*Available data*.
Start of Block

//! Value types passed across the startup ports

pub mod backup;
pub mod environment;
pub mod preferences;
pub mod scheduling;
pub mod version;

pub use backup::{BackupArtifact, RestoreOutcome};
pub use environment::{AppEnvironment, InstalledApplication, PromptResponse};
pub use preferences::PreferenceValue;
pub use scheduling::{JobKind, Trigger};
pub use version::VersionRecord;
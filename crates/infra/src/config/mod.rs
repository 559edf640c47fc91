//! Configuration loading
//!
//! This module provides utilities for loading application configuration
//! from environment variables and files.

pub mod loader;

pub use loader::{load, load_from_env, load_from_file, probe_config_paths};
//! Port interfaces for the external timer service

use std::sync::Arc;
use std::time::Duration;

use async_trait::async_trait;
use liftoff_domain::{JobKind, Result, Trigger};

/// Work executed when a scheduled job fires.
#[async_trait]
pub trait JobHandler: Send + Sync {
    async fn run(&self) -> Result<()>;
}

/// A timer registration.
#[derive(Clone)]
pub struct ScheduledJob {
    /// Registration key; registering the same key again replaces the job.
    pub key: String,
    pub kind: JobKind,
    pub trigger: Trigger,
    pub handler: Arc<dyn JobHandler>,
}

impl ScheduledJob {
    pub fn recurring(
        key: impl Into<String>,
        kind: JobKind,
        interval: Duration,
        handler: Arc<dyn JobHandler>,
    ) -> Self {
        Self { key: key.into(), kind, trigger: Trigger::Every(interval), handler }
    }
}

impl std::fmt::Debug for ScheduledJob {
    fn fmt(&self, f: &mut std::fmt::Formatter<'_>) -> std::fmt::Result {
        f.debug_struct("ScheduledJob")
            .field("key", &self.key)
            .field("kind", &self.kind)
            .field("trigger", &self.trigger)
            .finish_non_exhaustive()
    }
}

/// External timer subsystem.
#[async_trait]
pub trait TimerService: Send + Sync {
    /// Register a job, replacing any pending job with the same key.
    async fn register(&self, job: ScheduledJob) -> Result<()>;

    /// Cancel the job with `key`. Returns whether a job was pending.
    async fn cancel(&self, key: &str) -> Result<bool>;

    /// Keys of all pending registrations.
    async fn pending(&self) -> Result<Vec<String>>;
}

/// A collaborator that recomputes and re-registers its own timers.
#[async_trait]
pub trait AlarmSchedule: Send + Sync {
    /// Short name used in error-report tags (`"<name>-startup"`).
    fn name(&self) -> &str;

    /// Recompute every pending timer; calling twice must not duplicate them.
    async fn schedule_all_alarms(&self) -> Result<()>;
}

End of Block

*What to do*.
Your answer should be one number: the count of lines holding "String" in the listing.

*Exercise result*.
3